The Postmaster General for Scotland, based in Edinburgh, was responsible for the postal service in the Kingdom of Scotland from approximately 1616 until the Act of Union unified Scotland and England in 1707, creating a new state called the Kingdom of Great Britain. From 1711, the posts in Scotland were the responsibility of the Deputy Postmaster General for Scotland, until in 1831, that position was subsumed into the duties of the Postmaster General of the United Kingdom.

==History==
The Union of the Crowns took place in 1603 and on 5 May a public postal system was set up between Berwick, just south of the Scottish border, and Edinburgh. At some time after 1603 the post of Postmaster General for Scotland was established by the Privy Council of Scotland with the first appointment mentioned in 1616 as Sir William Seton. From Privy Council records, Seton appears to have held the position until 1631, or 1633. His death is given as 1635, but in a 1641 act of the Scottish Parliament it ratifies his appointment for life as "His Majesty's cheefe post maister of all his Hienes postmaisteres ..." at a salary of £500 per annum. No new appointment was made until 1649 when the Commonwealth took over the post in Scotland.

Following the 1660 restoration of the monarchy, one Patrick Grahame became Postmaster General for Scotland under the Privy Seal of King Charles II from 14 September 1662 for his lifetime at the same salary of £500 per annum: officium precipui magistri cursoris lie Postmaster-Generall et Censoris omnium cursorum dicti regni Scotie. Grahame's son John obtained the position after his father's death in 1674 at a new salary of £1,000 per annum and held the office until 1689.

In August 1695 an act of William III, the Post Office Act 1695 (c. 31), again established a General Post Office in Scotland to be set up in Edinburgh:
from whence all letters and pacquets whatsoever may with speed and expedition sent into any part of the kingdom, or any other of his Majesty's dominions, or into any kingdom or country beyond seas, by the pacquest sealed to London. It is also enacted, that a Postmaster-General shall be appointed by letters patent under the Privy Seal.

The Post Office (Revenues) Act 1710 (9 Ann. c. 11) repealed the Post Office Act 1695 and united the Post Offices of England and Scotland under one Postmaster-General as the Postmaster-General of Great Britain; from 1711 in Scotland the office was managed by a deputy postmaster general.
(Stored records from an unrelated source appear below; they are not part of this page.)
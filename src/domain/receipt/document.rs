//! Extracted receipt document.
//!
//! The provider returns a loosely-typed record: fields it cannot read are
//! omitted rather than nulled, numbers sometimes arrive as strings, and the
//! line items vary in shape. The document is therefore kept as a JSON object
//! and read through lenient accessors instead of being forced into a rigid
//! struct.

use serde::{Deserialize, Serialize};
use serde_json::{Map, Value};

/// A receipt as extracted by the inference provider.
///
/// Immutable once built; a new extraction replaces it wholesale.
#[derive(Debug, Clone, PartialEq, Serialize, Deserialize)]
#[serde(transparent)]
pub struct ExtractedDocument(Map<String, Value>);

impl ExtractedDocument {
    /// Builds a document from any JSON value, returning `None` unless it is an object.
    pub fn from_value(value: Value) -> Option<Self> {
        match value {
            Value::Object(fields) => Some(Self(fields)),
            _ => None,
        }
    }

    /// An empty object carries no receipt data and is treated as "no document".
    pub fn is_empty(&self) -> bool {
        self.0.is_empty()
    }

    /// Issuer tax id (RUC), only when present as a string.
    pub fn issuer_ruc(&self) -> Option<&str> {
        self.0
            .get("issuer")
            .and_then(|issuer| issuer.get("ruc"))
            .and_then(Value::as_str)
    }

    /// Document series code (e.g. `B001`), only when present as a string.
    pub fn series(&self) -> Option<&str> {
        self.0.get("series").and_then(Value::as_str)
    }

    /// Monetary totals, with missing or unreadable amounts as 0.0.
    pub fn totals(&self) -> ReceiptTotals {
        let totals = self.0.get("totals");
        let amount = |key: &str| totals.and_then(|t| t.get(key)).map_or(0.0, numeric);

        ReceiptTotals {
            op_gravada: amount("op_gravada"),
            op_inafecta: amount("op_inafecta"),
            op_exonerada: amount("op_exonerada"),
            discounts: amount("discounts"),
            igv: amount("igv"),
            total: amount("total"),
        }
    }

    /// Line items, empty when absent or not a list.
    pub fn line_items(&self) -> &[Value] {
        self.0
            .get("items")
            .and_then(Value::as_array)
            .map(Vec::as_slice)
            .unwrap_or(&[])
    }

    /// Pretty-printed JSON, as embedded in chat prompts and the snapshot file.
    pub fn to_pretty_json(&self) -> String {
        // A map of JSON values always serializes.
        serde_json::to_string_pretty(&self.0).unwrap_or_else(|_| "{}".to_string())
    }

    /// Borrow the underlying object.
    pub fn as_map(&self) -> &Map<String, Value> {
        &self.0
    }
}

/// The totals group read as plain numbers.
///
/// Field names follow the SUNAT receipt vocabulary: *gravada* is the taxable
/// base, *inafecta* is outside the tax scope, *exonerada* is tax-exempt.
#[derive(Debug, Clone, Copy, PartialEq, Default)]
pub struct ReceiptTotals {
    pub op_gravada: f64,
    pub op_inafecta: f64,
    pub op_exonerada: f64,
    pub discounts: f64,
    pub igv: f64,
    pub total: f64,
}

/// Reads a JSON number or numeric string; anything else is 0.0.
fn numeric(value: &Value) -> f64 {
    match value {
        Value::Number(n) => n.as_f64().unwrap_or(0.0),
        Value::String(s) => s.trim().parse::<f64>().unwrap_or(0.0),
        _ => 0.0,
    }
}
The first Deputy Postmaster General for Scotland was George Main who held the office of Postmaster General for Scotland until 1707 and between then and his appointment as deputy he was the Post Office Manager for Scotland During his tenure between May and September 1707 he is described as the Postmaster of North Britain.

Curiously, some early 19th century Edinburgh Post Office directories were published under the patronage of the Postmaster General of Scotland by Robert Trotter, Francis Gray, Earl of Caithness and Sir David Wedderburn even though that post no longer officially existed.

The Scottish postmaster generalship, as with the same office in Ireland, was finally abolished, not at the time of the Act of Union in 1800 but in 1831. The 1831 published Post Office Annual Directory was issued under the patronage of Sir Edward Smith Lees, Secretary to the General Post Office for Edinburgh who had been moved to Scotland when he swopped his Irish secretaryship with his counterpart Augustus Godby during the reforms of the Irish Post Office in 1831.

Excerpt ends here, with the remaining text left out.